Limited resources. Investments in biomedical science have resulted in a wide variety of diagnostic and therapeutic options for clinicians and patients. The extant infrastructure for conducting systematic reviews–including AHRQ’s Evidence-based Practice Centers (EPCs), the worldwide Cochrane Collaboration, and independent private-sector organizations–has led to much progress in developing methods and conceptual enhancements for systematic reviews. Nevertheless, the field is not advancing as rapidly as it could because of limited resources.

Knowledge chasm. Moreover, by definition, systematic reviews rely on available studies. Since the link between decisionmakers’ needs and establishment of clinical research priorities is somewhat circuitous, the net result is that decision-makers have few resources for learning quickly which patients are likely to benefit from new options and which patients will experience marginal benefits or outright harm. Payers and consumers confront the same knowledge chasm and lack good information for coverage decisions, cost sharing, and treatment choices.

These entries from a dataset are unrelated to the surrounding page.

use std::collections::HashMap;
use std::sync::Arc;

use prometheus::{
    Encoder, Gauge, HistogramOpts, HistogramVec, IntCounter, IntCounterVec, IntGauge, Opts,
    Registry, TextEncoder,
};

use super::runtime::RuntimeSampler;
use super::summary::LatencySummary;
use crate::analytics::AnalyticsCounters;
use crate::middleware::classify::Classification;

// ─── Configuration ───────────────────────────────────────────────

/// Duration histogram buckets (ms)
const DURATION_BUCKETS_MS: &[f64] = &[0.5, 1.0, 2.0, 5.0, 10.0, 25.0, 50.0, 100.0, 250.0, 1000.0];

/// Which labels the duration histogram carries.
#[derive(Debug, Clone, Copy, PartialEq, Eq)]
pub enum DurationLabels {
    /// `{handler, status}`
    HandlerAndStatus,
    /// `{handler}` only
    Handler,
}

impl DurationLabels {
    fn names(self) -> &'static [&'static str] {
        match self {
            Self::HandlerAndStatus => &["handler", "status"],
            Self::Handler => &["handler"],
        }
    }
}

/// Every instrument the service exposes, registered once at startup.
///
/// Construction fails if any two instruments share a name; callers treat
/// that as fatal before serving traffic.
pub struct MetricsRegistry {
    registry: Registry,
    duration_labels: DurationLabels,

    total_requests: IntCounter,
    requests_by_status: IntCounterVec,
    status_duration: HistogramVec,
    active_requests: IntGauge,
    api_latency: LatencySummary,
    resolution_latency: LatencySummary,
    rate_limited: IntCounter,
    analytics: AnalyticsCounters,

    sampler: Arc<dyn RuntimeSampler>,
    runtime_gauges: HashMap<&'static str, Gauge>,
}

impl MetricsRegistry {
    pub fn new(
        duration_labels: DurationLabels,
        sampler: Arc<dyn RuntimeSampler>,
    ) -> prometheus::Result<Self> {
        let registry = Registry::new();

        let total_requests = IntCounter::new("http_requests_total", "Total requests")?;
        let requests_by_status = IntCounterVec::new(
            Opts::new("requests_by_response_status", "Requests by response status"),
            &["status"],
        )?;
        let status_duration = HistogramVec::new(
            HistogramOpts::new(
                "http_response_status_time_ms",
                "Duration of HTTP requests in milliseconds by handler label",
            )
            .buckets(DURATION_BUCKETS_MS.to_vec()),
            duration_labels.names(),
        )?;
        let active_requests = IntGauge::new(
            "http_active_requests",
            "Number of requests currently being served",
        )?;
        let api_latency = LatencySummary::new("api_request_duration", "Duration of API requests")?;
        let resolution_latency = LatencySummary::new(
            "redirect_resolution_duration",
            "Duration of public redirect lookups",
        )?;
        let rate_limited = IntCounter::new(
            "http_rate_limited_total",
            "Requests rejected by the per-client rate limit",
        )?;
        let analytics = AnalyticsCounters {
            dropped: IntCounter::new(
                "analytics_events_dropped_total",
                "Analytics events dropped because the queue was full or closed",
            )?,
            persisted: IntCounter::new(
                "analytics_events_persisted_total",
                "Analytics events written to the sink",
            )?,
            sink_failures: IntCounter::new(
                "analytics_sink_failures_total",
                "Analytics events the sink failed to store",
            )?,
        };

        registry.register(Box::new(total_requests.clone()))?;
        registry.register(Box::new(requests_by_status.clone()))?;
        registry.register(Box::new(status_duration.clone()))?;
        registry.register(Box::new(active_requests.clone()))?;
        registry.register(Box::new(api_latency.clone()))?;
        registry.register(Box::new(resolution_latency.clone()))?;
        registry.register(Box::new(rate_limited.clone()))?;
        registry.register(Box::new(analytics.dropped.clone()))?;
        registry.register(Box::new(analytics.persisted.clone()))?;
        registry.register(Box::new(analytics.sink_failures.clone()))?;

        let mut runtime_gauges = HashMap::new();
        for (name, help) in sampler.names() {
            let gauge = Gauge::new(name, help)?;
            registry.register(Box::new(gauge.clone()))?;
            runtime_gauges.insert(name, gauge);
        }

        Ok(Self {
            registry,
            duration_labels,
            total_requests,
            requests_by_status,
            status_duration,
            active_requests,
            api_latency,
            resolution_latency,
            rate_limited,
            analytics,
            sampler,
            runtime_gauges,
        })
    }

    /// Counters the analytics pipeline should increment.
    pub fn analytics_counters(&self) -> AnalyticsCounters {
        self.analytics.clone()
    }

    /// Registers an extra collector; a name clash is an error.
    pub fn register(&self, collector: Box<dyn prometheus::core::Collector>) -> prometheus::Result<()> {
        self.registry.register(collector)
    }

    /// Marks a request as in flight until the guard is dropped.
    pub fn track_in_flight(&self) -> InFlightGuard {
        self.active_requests.inc();
        InFlightGuard {
            gauge: self.active_requests.clone(),
        }
    }

    pub fn active_requests(&self) -> i64 {
        self.active_requests.get()
    }

    pub fn record_rate_limited(&self) {
        self.rate_limited.inc();
    }

    /// Per-request update once the status and label are known.
    pub fn observe_request(&self, classification: &Classification, status: u16, elapsed_ms: f64) {
        let status_str = status.to_string();

        self.total_requests.inc();
        self.requests_by_status
            .with_label_values(&[status_str.as_str()])
            .inc();

        let label = classification.label.as_str();
        match self.duration_labels {
            DurationLabels::HandlerAndStatus => self
                .status_duration
                .with_label_values(&[label, status_str.as_str()])
                .observe(elapsed_ms),
            DurationLabels::Handler => self
                .status_duration
                .with_label_values(&[label])
                .observe(elapsed_ms),
        }

        if classification.is_privileged {
            self.api_latency.observe(elapsed_ms);
        }
        if classification.category.is_resolution() {
            self.resolution_latency.observe(elapsed_ms);
        }

        self.refresh_runtime();
    }

    /// Pulls a fresh runtime sample set onto the runtime gauges.
    pub fn refresh_runtime(&self) {
        for sample in self.sampler.sample() {
            if let Some(gauge) = self.runtime_gauges.get(sample.name) {
                gauge.set(sample.value.reduce());
            }
        }
    }

    /// Prometheus text exposition of every registered instrument.
    pub fn render(&self) -> Result<String, prometheus::Error> {
        let mut buf = Vec::new();
        TextEncoder::new().encode(&self.registry.gather(), &mut buf)?;
        String::from_utf8(buf).map_err(|e| prometheus::Error::Msg(e.to_string()))
    }

    pub fn content_type(&self) -> String {
        TextEncoder::new().format_type().to_string()
    }
}

/// Decrements `http_active_requests` on drop, so early returns and
/// unwinding both release the slot.
#[must_use = "the request stops counting as in flight when the guard drops"]
pub struct InFlightGuard {
    gauge: IntGauge,
}

impl Drop for InFlightGuard {
    fn drop(&mut self) {
        self.gauge.dec();
    }
}

#[cfg(test)]
mod tests {
    use super::*;
    use crate::metrics::runtime::{BucketCounts, RuntimeSample, SampleValue};
    use crate::middleware::classify::classify;

    struct FixedSampler;

    impl RuntimeSampler for FixedSampler {
        fn names(&self) -> Vec<(&'static str, &'static str)> {
            vec![("test_workers", "workers"), ("test_lag_median", "lag")]
        }

        fn sample(&self) -> Vec<RuntimeSample> {
            vec![
                RuntimeSample {
                    name: "test_workers",
                    value: SampleValue::Gauge(4.0),
                },
                RuntimeSample {
                    name: "test_lag_median",
                    value: SampleValue::Histogram(BucketCounts {
                        boundaries: vec![0.0, 10.0, 20.0, 30.0],
                        counts: vec![1, 1, 1, 1],
                    }),
                },
            ]
        }
    }

    fn registry() -> MetricsRegistry {
        MetricsRegistry::new(DurationLabels::HandlerAndStatus, Arc::new(FixedSampler)).unwrap()
    }

    #[test]
    fn request_updates_counters_and_histogram() {
        let metrics = registry();
        metrics.observe_request(&classify("/gh", 302), 302, 1.5);
        metrics.observe_request(&classify("/nope", 404), 404, 0.7);

        let text = metrics.render().unwrap();
        assert!(text.contains("http_requests_total 2"));
        assert!(text.contains("requests_by_response_status{status=\"302\"} 1"));
        assert!(text.contains("http_response_status_time_ms_count{handler=\"redirect\",status=\"302\"} 1"));
        assert!(text.contains("redirect_resolution_duration_count 2"));
        assert!(text.contains("api_request_duration_count 0"));
    }

    #[test]
    fn privileged_requests_feed_api_summary() {
        let metrics = registry();
        metrics.observe_request(&classify("/api/action/create", 200), 200, 3.0);
        let text = metrics.render().unwrap();
        assert!(text.contains("api_request_duration_count 1"));
        assert!(text.contains("handler=\"api_create_success\""));
    }

    #[test]
    fn handler_only_budget_drops_status_label() {
        let metrics = MetricsRegistry::new(DurationLabels::Handler, Arc::new(FixedSampler)).unwrap();
        metrics.observe_request(&classify("/gh", 302), 302, 1.0);
        let text = metrics.render().unwrap();
        assert!(text.contains("http_response_status_time_ms_count{handler=\"redirect\"} 1"));
    }

    #[test]
    fn runtime_gauges_use_reduced_values() {
        let metrics = registry();
        metrics.refresh_runtime();
        let text = metrics.render().unwrap();
        assert!(text.contains("test_workers 4"));
        assert!(text.contains("test_lag_median 10"));
    }

    #[test]
    fn in_flight_guard_restores_gauge() {
        let metrics = registry();
        {
            let _a = metrics.track_in_flight();
            let _b = metrics.track_in_flight();
            assert_eq!(metrics.active_requests(), 2);
        }
        assert_eq!(metrics.active_requests(), 0);
    }

    #[test]
    fn in_flight_guard_releases_on_panic() {
        let metrics = registry();
        let result = std::panic::catch_unwind(std::panic::AssertUnwindSafe(|| {
            let _guard = metrics.track_in_flight();
            panic!("handler blew up");
        }));
        assert!(result.is_err());
        assert_eq!(metrics.active_requests(), 0);
    }

    #[test]
    fn duplicate_registration_is_rejected() {
        let metrics = registry();
        let clash = IntCounter::new("http_requests_total", "again").unwrap();
        assert!(metrics.register(Box::new(clash)).is_err());
    }

    #[test]
    fn sampler_name_clash_fails_construction() {
        struct Clashing;
        impl RuntimeSampler for Clashing {
            fn names(&self) -> Vec<(&'static str, &'static str)> {
                vec![("http_active_requests", "clash")]
            }
            fn sample(&self) -> Vec<RuntimeSample> {
                Vec::new()
            }
        }
        assert!(MetricsRegistry::new(DurationLabels::Handler, Arc::new(Clashing)).is_err());
    }
}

Need for a systems approach. We now know that knowledge about best practice is necessary but not sufficient to effect change in practice and policy. Impatient purchasers are testing innovations to identify incentives and programs that reward evidence-based (“best”) practice, but they have a limited knowledge base on which to derive or evaluate new approaches. Although the Institute of Medicine’s reports on medical errors and quality have reinforced the importance of a systems approach to improvement, major support for research to inform such an approach has only recently become available.

Poor accessibility. Finally, evidence is infrequently available in a form that can be acted upon at the time decisions must be made. From clinical encounters to policy decisions, there are few clear pathways between the evidence that is available through peer-reviewed literature reviews and the point of decision making. Clinicians searching for information all too often find that existing knowledge is not accessible in real time and may not necessarily map to the issue at hand. Also, although consumers are increasingly active in seeking information about health and specific conditions, most of this activity is peripheral to care delivery. Personalized decision making, including provider and treatment selection as well as self-management, looms on the horizon. Development and adoption of personal health records could support individual choice based on current information.